They say pollen could be a culprit in respiratory infections, not because the viruses hitch a ride on pollen grains and travel into our mouth, eyes, and nose, but because pollen seems to perturb our immune defenses, even if a person isn’t allergic to it.
“When we inhale pollen, they end up on our nasal mucosa and here, they diminish the expression of genes that are important for the defense against airborne viruses,” study author Stefanie Gilles, PhD, chair of environmental medicine at the Technical University of Munich in Germany, said in a press conference.
In a study published last year, Gilles found that mice exposed to pollen made less interferon and other protective chemical signals to the immune system. Those then infected with a respiratory virus had more virus in their bodies compared with mice not exposed to pollen. She seemed to see the same effect in human volunteers.
The study authors think pollen may cause the body to drop its defenses against the airborne virus that causes COVID-19, too.
“If you’re in a crowded room and other people are there that are asymptomatic, and you’ve just been breathing in pollen all day long, chances are that you’re going to be more susceptible to the virus,” says Lewis Ziska, PhD, a plant physiologist who studies pollen, climate change, and health at Columbia University’s Mailman School of Public Health in New York City. “Having a mask is obviously really critical in that regard.”

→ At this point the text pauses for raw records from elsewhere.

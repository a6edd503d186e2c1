// SPDX-License-Identifier: AGPL-3.0-or-later
//
// Copyright (C) 2026 Relational Network

use std::{process::ExitCode, sync::Arc, time::Duration};

use axum_server::{tls_rustls::RustlsConfig, Handle};
use tokio_util::sync::CancellationToken;
use tracing::{error, info, warn};
use tracing_subscriber::{layer::SubscriberExt, util::SubscriberInitExt, EnvFilter};

use launch_custody_server::{
    api::router,
    auth::SessionVerifier,
    blockchain::AvaxClient,
    config::{LogFormat, ServerConfig},
    launch::{LaunchDispatcher, LaunchEngine, LaunchSettings, LaunchSweeper, DEFAULT_QUEUE_CAPACITY},
    pool::RelayerPoolClient,
    rate_limit::FixedWindowLimiter,
    state::AppState,
    storage::Ledger,
    vault::SecretVault,
    wallet::WalletProvisioner,
};

type BoxError = Box<dyn std::error::Error + Send + Sync>;

/// Grace period for in-flight requests after a shutdown signal.
const SHUTDOWN_GRACE: Duration = Duration::from_secs(10);

#[tokio::main]
async fn main() -> ExitCode {
    let config = match ServerConfig::from_env() {
        Ok(config) => config,
        Err(e) => {
            eprintln!("configuration error: {e}");
            return ExitCode::FAILURE;
        }
    };

    init_tracing(config.log_format);

    match run(config).await {
        Ok(()) => ExitCode::SUCCESS,
        Err(e) => {
            error!(error = %e, "Server failed");
            ExitCode::FAILURE
        }
    }
}

fn init_tracing(format: LogFormat) {
    let filter = EnvFilter::try_from_default_env()
        .unwrap_or_else(|_| EnvFilter::new("info,tower_http=debug"));
    let registry = tracing_subscriber::registry().with(filter);

    match format {
        LogFormat::Json => registry
            .with(tracing_subscriber::fmt::layer().json())
            .init(),
        LogFormat::Pretty => registry.with(tracing_subscriber::fmt::layer()).init(),
    }
}

async fn run(config: ServerConfig) -> Result<(), BoxError> {
    info!(?config, "Starting launch custody server");

    std::fs::create_dir_all(&config.data_dir)?;
    let ledger = Arc::new(Ledger::open(&config.ledger_path())?);
    let vault = SecretVault::new(config.vault_master_key.as_bytes())?;

    let chain = Arc::new(AvaxClient::new(config.network.clone(), &config.rpc_url)?);
    let pool = Arc::new(RelayerPoolClient::new(
        &config.pool_relayer_url,
        config.pool_timeout,
    )?);

    let engine = Arc::new(LaunchEngine::new(
        ledger.clone(),
        WalletProvisioner::new(ledger.clone(), vault),
        pool,
        chain,
        LaunchSettings {
            min_launch_amount: config.min_launch_amount_wei,
            max_attempts: config.max_launch_attempts,
        },
    ));

    let shutdown = CancellationToken::new();
    let (dispatcher, worker) = LaunchDispatcher::new(engine.clone(), DEFAULT_QUEUE_CAPACITY);
    let worker_task = tokio::spawn(worker.run(shutdown.clone()));

    let sweeper_task = match config.sweep_interval {
        Some(interval) => {
            let sweeper = LaunchSweeper::new(engine.clone(), dispatcher.clone(), interval);
            Some(tokio::spawn(sweeper.run(shutdown.clone())))
        }
        None => {
            warn!("Retry sweeper disabled; stalled launches need a manual retry");
            None
        }
    };

    let state = AppState {
        engine,
        dispatcher,
        ledger,
        sessions: Arc::new(SessionVerifier::new(config.session_jwt_secret.as_bytes())),
        rate_limiter: Arc::new(FixedWindowLimiter::per_minute(config.rate_limit_per_minute)),
        internal_job_secret: config.internal_job_secret.clone(),
    };
    let app = router(state);

    let handle = Handle::new();
    tokio::spawn(watch_signals(shutdown.clone(), handle.clone()));

    let addr = config.bind_addr;
    match &config.tls {
        Some(tls) => {
            rustls::crypto::ring::default_provider()
                .install_default()
                .map_err(|_| "failed to install rustls crypto provider")?;
            let tls_config = RustlsConfig::from_pem_file(&tls.cert_path, &tls.key_path).await?;

            info!(%addr, network = %config.network.name, "Listening on https (docs at /docs)");
            axum_server::bind_rustls(addr, tls_config)
                .handle(handle)
                .serve(app.into_make_service())
                .await?;
        }
        None => {
            info!(%addr, network = %config.network.name, "Listening on http (docs at /docs)");
            axum_server::bind(addr)
                .handle(handle)
                .serve(app.into_make_service())
                .await?;
        }
    }

    shutdown.cancel();
    if let Err(e) = worker_task.await {
        warn!(error = %e, "Launch worker task failed");
    }
    if let Some(task) = sweeper_task {
        if let Err(e) = task.await {
            warn!(error = %e, "Sweeper task failed");
        }
    }

    info!("Server stopped");
    Ok(())
}

/// Cancel background work and drain the server on Ctrl-C or SIGTERM.
async fn watch_signals(shutdown: CancellationToken, handle: Handle<std::net::SocketAddr>) {
    let ctrl_c = async {
        if let Err(e) = tokio::signal::ctrl_c().await {
            error!(error = %e, "Failed to listen for Ctrl-C");
            std::future::pending::<()>().await;
        }
    };

    #[cfg(unix)]
    let terminate = async {
        match tokio::signal::unix::signal(tokio::signal::unix::SignalKind::terminate()) {
            Ok(mut signal) => {
                signal.recv().await;
            }
            Err(e) => {
                error!(error = %e, "Failed to listen for SIGTERM");
                std::future::pending::<()>().await;
            }
        }
    };
    #[cfg(not(unix))]
    let terminate = std::future::pending::<()>();

    tokio::select! {
        () = ctrl_c => {}
        () = terminate => {}
    }

    info!("Shutdown signal received");
    shutdown.cancel();
    handle.graceful_shutdown(Some(SHUTDOWN_GRACE));
}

Masks do a great job of blocking pollen, so wearing one is even more important when pollen and viruses are floating around, he says.
Other researchers, however, say that, while the study raises some interesting questions, it can’t prove that pollen is increasing COVID-19 infections.
“Just because two things happen at the same time doesn’t mean that one causes the other,” says Martijn Hoogeveen, PhD, a professor of technical sciences and environment at The Open University in the Netherlands.
Hoogeveen’s recent study, published in Science of the Total Environment, found that the arrival of pollen season in the Netherlands coincides with the end of flu season, and that COVID-19 infection peaks tend to follow a similar pattern — exactly the opposite of the PNAS study.
Another preprint study, which focused on the Chicago area, found the same thing — as pollen climbs, flu cases drop. The researchers behind that study think pollen may actually compete with viruses in our airways, helping to block them from infecting our cells.